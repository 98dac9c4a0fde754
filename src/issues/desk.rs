//! Reviewer-facing query and lifecycle interface
//!
//! Dashboards read per-subject risk and open issues here; reviewer actions on issues
//! and anomalies come back through the same desk.

use crate::detectors::{Anomaly, AnomalyStatus};
use crate::error::{LifecycleError, StoreError};
use crate::events::SubjectRef;
use crate::issues::{PrioritizedIssue, ReviewAction};
use crate::risk::RiskScore;
use crate::store::CareStore;
use chrono::Utc;
use log::info;
use serde::{Deserialize, Serialize};
use std::cmp::Ordering;
use std::sync::Arc;
use uuid::Uuid;

/// Current risk and open issues for one subject
#[derive(Debug, Clone, Serialize, Deserialize, PartialEq)]
pub struct SubjectOverview {
    pub subject: SubjectRef,
    pub risk: Option<RiskScore>,
    /// Highest priority first
    pub open_issues: Vec<PrioritizedIssue>,
}

/// Reviewer decision on a single anomaly
#[derive(Debug, Clone, Copy, Serialize, Deserialize, PartialEq, Eq)]
#[serde(rename_all = "snake_case")]
pub enum AnomalyReview {
    Acknowledge,
    Dismiss,
}

pub struct IssueDesk {
    store: Arc<dyn CareStore>,
}

impl IssueDesk {
    pub fn new(store: Arc<dyn CareStore>) -> Self {
        Self { store }
    }

    pub fn subject_overview(
        &self,
        tenant_id: &str,
        subject: &SubjectRef,
    ) -> Result<SubjectOverview, StoreError> {
        let risk = self.store.latest_risk_score(tenant_id, subject)?;
        let mut open_issues: Vec<PrioritizedIssue> = self
            .store
            .issues_for_tenant(tenant_id)?
            .into_iter()
            .filter(|i| &i.subject == subject && i.status.is_open())
            .collect();
        rank(&mut open_issues);

        Ok(SubjectOverview {
            subject: subject.clone(),
            risk,
            open_issues,
        })
    }

    /// All open issues for a tenant, highest priority first
    pub fn ranked_open_issues(&self, tenant_id: &str) -> Result<Vec<PrioritizedIssue>, StoreError> {
        let mut issues: Vec<PrioritizedIssue> = self
            .store
            .issues_for_tenant(tenant_id)?
            .into_iter()
            .filter(|i| i.status.is_open())
            .collect();
        rank(&mut issues);
        Ok(issues)
    }

    /// Risk scores over time for a subject, oldest first
    pub fn risk_trend(
        &self,
        tenant_id: &str,
        subject: &SubjectRef,
    ) -> Result<Vec<RiskScore>, StoreError> {
        self.store.risk_history(tenant_id, subject)
    }

    /// Apply a reviewer action to an issue
    ///
    /// The write only lands if nobody changed the issue since it was read;
    /// otherwise `LifecycleError::Store(StoreError::VersionConflict)` is returned
    /// and the reviewer should reload.
    pub fn review_issue(
        &self,
        issue_id: Uuid,
        action: ReviewAction,
        actor: &str,
        notes: Option<String>,
    ) -> Result<PrioritizedIssue, LifecycleError> {
        let mut issue = self
            .store
            .issue(issue_id)?
            .ok_or_else(|| LifecycleError::NotFound(issue_id.to_string()))?;
        let from = issue.status;
        let read_version = issue.version;

        issue.apply(action, actor, notes, Utc::now())?;
        let issue = self.store.update_issue(issue, read_version)?;
        info!(
            "Issue {} moved from {} to {} by {}",
            issue_id, from, issue.status, actor
        );
        Ok(issue)
    }

    pub fn assign_issue(
        &self,
        issue_id: Uuid,
        assignee: &str,
    ) -> Result<PrioritizedIssue, LifecycleError> {
        let mut issue = self
            .store
            .issue(issue_id)?
            .ok_or_else(|| LifecycleError::NotFound(issue_id.to_string()))?;

        let read_version = issue.version;
        issue.assign(assignee, Utc::now())?;
        Ok(self.store.update_issue(issue, read_version)?)
    }

    /// Acknowledge or dismiss a detected anomaly
    pub fn review_anomaly(
        &self,
        anomaly_id: Uuid,
        review: AnomalyReview,
        actor: &str,
    ) -> Result<Anomaly, LifecycleError> {
        let mut anomaly = self
            .store
            .anomaly(anomaly_id)?
            .ok_or_else(|| LifecycleError::NotFound(anomaly_id.to_string()))?;

        let to = match review {
            AnomalyReview::Acknowledge => AnomalyStatus::Acknowledged,
            AnomalyReview::Dismiss => AnomalyStatus::Dismissed,
        };
        let from = anomaly.status;
        if from != AnomalyStatus::Detected {
            return Err(LifecycleError::InvalidTransition {
                from: from.to_string(),
                to: to.to_string(),
            });
        }

        anomaly.status = to;
        anomaly.reviewed_by = Some(actor.to_string());
        anomaly.reviewed_at = Some(Utc::now());
        self.store.update_anomaly(anomaly.clone(), from)?;
        Ok(anomaly)
    }
}

fn rank(issues: &mut [PrioritizedIssue]) {
    issues.sort_by(|a, b| {
        b.priority_score
            .partial_cmp(&a.priority_score)
            .unwrap_or(Ordering::Equal)
            .then(a.created_at.cmp(&b.created_at))
    });
}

▬▬▬▬▬▬

* **Instructions to follow**:
Your answer must consist solely of the lines from the top of the entries above through the line containing "use chrono::Utc;", copied exactly, both ends included.

* **Solution below**:
repository 98dac9c4a0fde754
filename src/issues/desk.rs
//! Reviewer-facing query and lifecycle interface
//!
//! Dashboards read per-subject risk and open issues here; reviewer actions on issues
//! and anomalies come back through the same desk.

use crate::detectors::{Anomaly, AnomalyStatus};
use crate::error::{LifecycleError, StoreError};
use crate::events::SubjectRef;
use crate::issues::{PrioritizedIssue, ReviewAction};
use crate::risk::RiskScore;
use crate::store::CareStore;
use chrono::Utc;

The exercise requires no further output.